Beginning with the line containing "Value::String(v)" and ending with the last line of the entries below, copy each line exactly and nothing else.

======== Supplied material ========

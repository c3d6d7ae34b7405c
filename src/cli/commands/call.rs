use secrecy::{ExposeSecret, SecretString};
use serde_json::Value;

use crate::cli::config::CliConfig;
use crate::cli::utils::output_json;
use crate::client::EdgeClient;

pub async fn handle(config: &CliConfig, endpoint: &str, body: Option<String>) -> anyhow::Result<()> {
    let secret = SecretString::from(config.require_secret()?.expose_secret());
    let payload: Value = match body.as_deref() {
        Some(raw) => serde_json::from_str(raw).map_err(|e| anyhow::anyhow!("Body is not valid JSON: {}", e))?,
        None => Value::Object(Default::default()),
    };

    let client = EdgeClient::new(config.base_url.as_str(), secret)?;
    let reply = client.call(endpoint, &payload).await?;
    output_json(&reply)
}
use std::str::FromStr;

use sqlx::sqlite::{SqliteConnectOptions, SqlitePool, SqlitePoolOptions};
use thiserror::Error;
use tracing::info;

use super::schema;

/// Errors from the SQL store
#[derive(Debug, Error)]
pub enum DatabaseError {
    #[error("Invalid database URL: {0}")]
    InvalidDatabaseUrl(String),

    #[error("Query error: {0}")]
    Query(String),

    #[error(transparent)]
    Sqlx(#[from] sqlx::Error),
}

/// Handle to the SQLite-dialect store behind the `/sql/*` routes.
/// Cheap to clone; clones share one pool.
#[derive(Debug, Clone)]
pub struct Database {
    pool: SqlitePool,
}

impl Database {
    /// Open a pool for `url` (e.g. `sqlite://crm.db?mode=rwc`)
    pub async fn connect(url: &str, max_connections: u32) -> Result<Self, DatabaseError> {
        if url.contains(":memory:") {
            return Self::in_memory().await;
        }

        if !url.starts_with("sqlite:") {
            return Err(DatabaseError::InvalidDatabaseUrl(url.to_string()));
        }
        let options = SqliteConnectOptions::from_str(url)
            .map_err(|_| DatabaseError::InvalidDatabaseUrl(url.to_string()))?;

        let pool = SqlitePoolOptions::new()
            .max_connections(max_connections)
            .connect_with(options)
            .await?;

        info!("Created database pool ({} max connections)", max_connections);
        Ok(Self { pool })
    }

    /// Private in-memory database. Every connection to `:memory:` is its own
    /// database, so the pool is pinned to a single connection that never
    /// expires.
    pub async fn in_memory() -> Result<Self, DatabaseError> {
        let options = SqliteConnectOptions::from_str("sqlite::memory:")?;
        let pool = SqlitePoolOptions::new()
            .max_connections(1)
            .min_connections(1)
            .idle_timeout(None)
            .max_lifetime(None)
            .connect_with(options)
            .await?;

        info!("Created in-memory database pool");
        Ok(Self { pool })
    }

    pub fn pool(&self) -> &SqlitePool {
        &self.pool
    }

    /// Create tables and indexes if they do not exist yet
    pub async fn init_schema(&self) -> Result<(), DatabaseError> {
        for statement in schema::STATEMENTS {
            sqlx::query(statement).execute(&self.pool).await?;
        }
        info!("Database schema ready ({} statements)", schema::STATEMENTS.len());
        Ok(())
    }

    /// Pings the pool to ensure connectivity
    pub async fn health_check(&self) -> Result<(), DatabaseError> {
        sqlx::query("SELECT 1").execute(&self.pool).await?;
        Ok(())
    }

    pub async fn close(&self) {
        self.pool.close().await;
        info!("Closed database pool");
    }
}
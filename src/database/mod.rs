pub mod manager;
pub mod query_builder;
pub mod schema;

pub use manager::{Database, DatabaseError};
pub use query_builder::{row_to_json, QueryBuilder};
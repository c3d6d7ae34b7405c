use serde_json::{Map, Number, Value};
use sqlx::query::Query;
use sqlx::sqlite::{Sqlite, SqliteArguments, SqlitePool, SqliteRow};
use sqlx::{Column, Row, ValueRef};

use crate::database::manager::DatabaseError;

/// A SQL statement with positional `?` parameters taken from JSON values
#[derive(Debug, Clone, Default)]
pub struct QueryBuilder {
    sql: String,
    params: Vec<Value>,
}

impl QueryBuilder {
    pub fn new(sql: impl Into<String>) -> Self {
        Self {
            sql: sql.into(),
            params: vec![],
        }
    }

    pub fn bind(mut self, value: impl Into<Value>) -> Self {
        self.params.push(value.into());
        self
    }

    pub fn bind_all(mut self, values: impl IntoIterator<Item = Value>) -> Self {
        self.params.extend(values);
        self
    }

    pub fn sql(&self) -> &str {
        &self.sql
    }

    pub fn params(&self) -> &[Value] {
        &self.params
    }

    pub async fn fetch_all(&self, pool: &SqlitePool) -> Result<Vec<Value>, DatabaseError> {
        let rows = self.query().fetch_all(pool).await?;
        rows.iter().map(row_to_json).collect()
    }

    pub async fn fetch_optional(&self, pool: &SqlitePool) -> Result<Option<Value>, DatabaseError> {
        let row = self.query().fetch_optional(pool).await?;
        row.as_ref().map(row_to_json).transpose()
    }

    /// Runs a `SELECT COUNT(*) AS count ...` statement
    pub async fn fetch_count(&self, pool: &SqlitePool) -> Result<i64, DatabaseError> {
        let row = self.query().fetch_one(pool).await?;
        let count: i64 = row.try_get("count")?;
        Ok(count)
    }

    /// Returns the number of affected rows
    pub async fn execute(&self, pool: &SqlitePool) -> Result<u64, DatabaseError> {
        let result = self.query().execute(pool).await?;
        Ok(result.rows_affected())
    }

    fn query(&self) -> Query<'_, Sqlite, SqliteArguments<'_>> {
        let mut q = sqlx::query(&self.sql);
        for p in self.params.iter() {
            q = bind_value(q, p);
        }
        q
    }
}

/// Bind one JSON value. Arrays and objects are stored as JSON text.
pub fn bind_value<'q>(
    q: Query<'q, Sqlite, SqliteArguments<'q>>,
    v: &Value,
) -> Query<'q, Sqlite, SqliteArguments<'q>> {
    match v {
        Value::Null => {
            let none: Option<String> = None;
            q.bind(none)
        }
        Value::Bool(b) => q.bind(*b),
        Value::Number(n) => {
            if let Some(i) = n.as_i64() {
                q.bind(i)
            } else if let Some(f) = n.as_f64() {
                q.bind(f)
            } else {
                q.bind(n.to_string())
            }
        }
        Value::String(s) => q.bind(s.clone()),
        Value::Array(_) | Value::Object(_) => q.bind(v.to_string()),
    }
}

/// Convert a row into a JSON object keyed by column name, using the
/// storage class of each value (SQLite is dynamically typed).
pub fn row_to_json(row: &SqliteRow) -> Result<Value, DatabaseError> {
    let mut map = Map::new();
    for (i, column) in row.columns().iter().enumerate() {
        let is_null = row.try_get_raw(i)?.is_null();
        let value = if is_null {
            Value::Null
        } else if let Ok(v) = row.try_get::<i64, _>(i) {
            Value::from(v)
        } else if let Ok(v) = row.try_get::<f64, _>(i) {
            Number::from_f64(v).map(Value::Number).unwrap_or(Value::Null)
        } else if let Ok(v) = row.try_get::<String, _>(i) {
            Value::String(v)
        } else if let Ok(v) = row.try_get::<Vec<u8>, _>(i) {
            Value::String(hex::encode(v))
        } else {
            return Err(DatabaseError::Query(format!(
                "unsupported value in column '{}'",
                column.name()
            )));
        };
        map.insert(column.name().to_string(), value);
    }
    Ok(Value::Object(map))
}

========

*Answer to the exercise*:
            Value::String(v)
        } else if let Ok(v) = row.try_get::<Vec<u8>, _>(i) {
            Value::String(hex::encode(v))
        } else {
            return Err(DatabaseError::Query(format!(
                "unsupported value in column '{}'",
                column.name()
            )));
        };
        map.insert(column.name().to_string(), value);
    }
    Ok(Value::Object(map))
}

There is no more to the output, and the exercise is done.